The five responded to calls from the European Commission earlier
this week for telcos to produce hard evidence that incumbent
suppliers were blocking efforts to open up to competition the local
loop, the link between the subscriber and the local exchange.
The chief executive officers (CEOs) of Cable and Wireless
(C&W), Arcor, Groupe Cégétel, Wind Telecomunicazioni and QS
Communications, said that in spite of a one-year-old European Union
law designed to boost competition, they and other new market
entrants "still face entry barriers".
The five companies urged the commission to separate the local loop
"structurally" from the incumbents, if they continue to prevent
fair competition.
The commission is sympathetic to their concerns.
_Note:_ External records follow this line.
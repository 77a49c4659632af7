//! Application state for the HTTP service.
//!
//! This module provides the shared state structure that axum handlers use to
//! reach the traffic tracker and its document store.

use std::sync::Arc;

use traffic_tracker_lib::store::DEFAULT_DATABASE_NAME;
use traffic_tracker_lib::{MemoryStore, MongoStore, StoreError, TrafficTracker};

use crate::config::{ServiceConfig, StoreBackend};

/// Error during application state initialization.
#[derive(Debug)]
pub enum AppStateError {
    /// The document store client could not be created.
    StoreConnect(StoreError),
}

impl std::fmt::Display for AppStateError {
    fn fmt(&self, f: &mut std::fmt::Formatter<'_>) -> std::fmt::Result {
        match self {
            Self::StoreConnect(e) => write!(f, "failed to connect to document store: {}", e),
        }
    }
}

impl std::error::Error for AppStateError {
    fn source(&self) -> Option<&(dyn std::error::Error + 'static)> {
        match self {
            Self::StoreConnect(e) => Some(e),
        }
    }
}

impl From<StoreError> for AppStateError {
    fn from(err: StoreError) -> Self {
        Self::StoreConnect(err)
    }
}

/// Shared application state for all axum handlers.
///
/// This struct is cheaply cloneable (using `Arc` internally) and should be
/// shared via axum's `State` extractor.
///
/// # Example
///
/// ```ignore
/// use axum::{Router, routing::get, extract::State};
/// use traffic_tracker_service_shared::AppState;
///
/// async fn handler(State(state): State<AppState>) {
///     let report = state.tracker().check_health().await;
///     // ... use report
/// }
///
/// let state = AppState::connect(&ServiceConfig::from_env()).await?;
/// let app = Router::new()
///     .route("/test", get(handler))
///     .with_state(state);
/// ```
#[derive(Clone)]
pub struct AppState {
    inner: Arc<AppStateInner>,
}

struct AppStateInner {
    tracker: TrafficTracker,
}

impl AppState {
    /// Build application state from configuration.
    ///
    /// With the `mongo` backend and no `DATABASE_URL`, the state is created
    /// without a store; diagnostics report it and data endpoints fail.
    ///
    /// # Errors
    ///
    /// Returns an `AppStateError` if the store client cannot be created.
    pub async fn connect(config: &ServiceConfig) -> Result<Self, AppStateError> {
        let tracker = match (config.store_backend, config.database_url.as_deref()) {
            (StoreBackend::Memory, _) => {
                let name = config.database_name.as_deref().unwrap_or("memory");
                tracing::info!(database = %name, "using in-memory document store");
                TrafficTracker::new(Arc::new(MemoryStore::new(name)))
            }
            (StoreBackend::Mongo, Some(url)) => {
                tracing::info!(
                    database = config.database_name.as_deref().unwrap_or(DEFAULT_DATABASE_NAME),
                    "connecting to document store"
                );
                let store = MongoStore::connect(url, config.database_name.as_deref()).await?;
                TrafficTracker::new(Arc::new(store))
            }
            (StoreBackend::Mongo, None) => {
                tracing::warn!("DATABASE_URL not set, starting without a document store");
                TrafficTracker::without_store()
            }
        };

        Ok(Self::from_tracker(
            tracker.with_database_url_set(config.database_url_set()),
        ))
    }

    /// Create application state from a pre-built tracker.
    ///
    /// This is useful for testing with an in-memory store.
    pub fn from_tracker(tracker: TrafficTracker) -> Self {
        Self {
            inner: Arc::new(AppStateInner { tracker }),
        }
    }

    /// Access the traffic tracker.
    pub fn tracker(&self) -> &TrafficTracker {
        &self.inner.tracker
    }
}

impl std::fmt::Debug for AppState {
    fn fmt(&self, f: &mut std::fmt::Formatter<'_>) -> std::fmt::Result {
        f.debug_struct("AppState")
            .field("has_store", &self.inner.tracker.has_store())
            .field("database_url_set", &self.inner.tracker.database_url_set())
            .finish()
    }
}
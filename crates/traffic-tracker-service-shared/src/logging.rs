//! Structured logging.
//!
//! - `LOG_FORMAT`: `json` (default) or `text`
//! - `RUST_LOG`: filter directives, replacing [`DEFAULT_FILTER`]
//! - `SERVICE_NAME`: recorded on every request span (default
//!   [`DEFAULT_SERVICE`])
//!
//! JSON output includes the current span, so request entries carry the
//! service name and request id.

use std::collections::HashMap;

use once_cell::sync::OnceCell;
use serde::{Deserialize, Serialize};
use tracing_subscriber::{fmt, prelude::*, EnvFilter};

/// Our crates at `info`, HTTP plumbing and dependencies at `warn`.
pub const DEFAULT_FILTER: &str = "traffic_tracker=info,tower_http=warn,warn";

pub const DEFAULT_SERVICE: &str = "traffic-tracker";

static SERVICE: OnceCell<String> = OnceCell::new();

/// Service name installed by [`init_logging`].
pub fn service_name() -> &'static str {
    SERVICE.get().map(String::as_str).unwrap_or(DEFAULT_SERVICE)
}

#[derive(Debug, Clone, Copy, PartialEq, Eq, Serialize, Deserialize, Default)]
#[serde(rename_all = "lowercase")]
pub enum LogFormat {
    #[default]
    Json,
    Text,
}

impl LogFormat {
    /// `text` and `pretty` select text output; anything else is JSON.
    pub fn parse(s: &str) -> Self {
        match s.trim().to_ascii_lowercase().as_str() {
            "text" | "pretty" => LogFormat::Text,
            _ => LogFormat::Json,
        }
    }
}

#[derive(Debug, Clone, PartialEq, Eq, Serialize, Deserialize)]
pub struct LoggingConfig {
    pub format: LogFormat,
    pub filter: String,
    pub service: String,
}

impl Default for LoggingConfig {
    fn default() -> Self {
        Self {
            format: LogFormat::Json,
            filter: DEFAULT_FILTER.to_string(),
            service: DEFAULT_SERVICE.to_string(),
        }
    }
}

impl LoggingConfig {
    pub fn from_env() -> Self {
        Self::from_vars(std::env::vars().collect())
    }

    /// Blank values are treated as unset.
    pub fn from_vars(vars: HashMap<String, String>) -> Self {
        let defaults = Self::default();
        let non_empty = |key: &str| vars.get(key).map(|v| v.trim()).filter(|v| !v.is_empty());

        Self {
            format: non_empty("LOG_FORMAT")
                .map(LogFormat::parse)
                .unwrap_or(defaults.format),
            filter: non_empty("RUST_LOG")
                .map(str::to_string)
                .unwrap_or(defaults.filter),
            service: non_empty("SERVICE_NAME")
                .map(str::to_string)
                .unwrap_or(defaults.service),
        }
    }

    /// Filter from the configured directives, or [`DEFAULT_FILTER`] when
    /// they do not parse.
    pub fn env_filter(&self) -> EnvFilter {
        EnvFilter::try_new(&self.filter).unwrap_or_else(|_| EnvFilter::new(DEFAULT_FILTER))
    }
}

/// Install the global subscriber. Call once at startup.
pub fn init_logging(config: &LoggingConfig) {
    let _ = SERVICE.set(config.service.clone());

    let registry = tracing_subscriber::registry().with(config.env_filter());

    match config.format {
        LogFormat::Text => registry.with(fmt::layer().compact()).init(),
        LogFormat::Json => registry
            .with(
                fmt::layer()
                    .json()
                    .with_current_span(true)
                    .with_span_list(false),
            )
            .init(),
    }

    tracing::info!(
        service = %config.service,
        filter = %config.filter,
        format = ?config.format,
        "logging initialized"
    );
}

#[cfg(test)]
mod tests {
    use super::*;

    fn vars(pairs: &[(&str, &str)]) -> HashMap<String, String> {
        pairs
            .iter()
            .map(|(k, v)| (k.to_string(), v.to_string()))
            .collect()
    }

    #[test]
    fn test_log_format_parse() {
        assert_eq!(LogFormat::parse("JSON"), LogFormat::Json);
        assert_eq!(LogFormat::parse(" text "), LogFormat::Text);
        assert_eq!(LogFormat::parse("pretty"), LogFormat::Text);
        assert_eq!(LogFormat::parse("yaml"), LogFormat::Json);
    }

    #[test]
    fn test_defaults_when_unset_or_blank() {
        let config = LoggingConfig::from_vars(vars(&[("RUST_LOG", "  ")]));
        assert_eq!(config, LoggingConfig::default());
        assert_eq!(config.filter, DEFAULT_FILTER);
        assert_eq!(config.service, "traffic-tracker");
    }

    #[test]
    fn test_environment_overrides() {
        let config = LoggingConfig::from_vars(vars(&[
            ("LOG_FORMAT", "text"),
            ("RUST_LOG", "debug"),
            ("SERVICE_NAME", "tracker-eu"),
        ]));
        assert_eq!(config.format, LogFormat::Text);
        assert_eq!(config.filter, "debug");
        assert_eq!(config.service, "tracker-eu");
    }

    #[test]
    fn test_env_filter_falls_back_on_bad_directives() {
        let config = LoggingConfig {
            filter: "traffic_tracker=loud".to_string(),
            ..LoggingConfig::default()
        };
        assert_eq!(config.env_filter().to_string(), EnvFilter::new(DEFAULT_FILTER).to_string());
    }

    #[test]
    fn test_service_name_defaults_before_init() {
        assert!(!service_name().is_empty());
    }
}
In the year since
the local loop law was passed, only 2% to 3% of local lines have
been opened up to fair competition, according to the
commission.
Last December, it accused Deutsche Telecom of squeezing its profit
margins to force rivals out of the market. In May, the competition
regulator accused France Télécom of predatory pricing to support
its ISP (Internet service provider) subsidiary Ganado.
A Competition Commission spokeswoman said the allegations made in
informal complaints pointed to a "pattern of discrimination" by
incumbents across the 15 member states of the European Union.
In the first quarter of this year, an average of 6,000 phone lines
a week across the EU were unbundled to allow the subscriber a
choice of operator, according to commission research. During the
same period, telecom incumbents established 65,000 new high-speed
ADSL (Asymmetric Digital Subscriber Line) Internet connections a
week. Competitors can only offer a rival ADSL service if they have
access to the local loop.
A representative of the incumbent operators was unsympathetic. "It
sounds like a cry of desperation by the new entrants," said Michael
Bartholomew, director of the European Telecommunications Network
Operators' Association, a trade body that represents the incumbent
operators.
Bartholomew said the incumbents have spent €330m (£212m)
establishing to accommodate competitors in local exchanges, but he
added, " There are alternative, less costly ways of providing fast
Internet, such as cable TV lines and fibre-optic lines. The reason
why so few local telecom lines have been unbundled is that there is
no market demand from competitors for local loop products."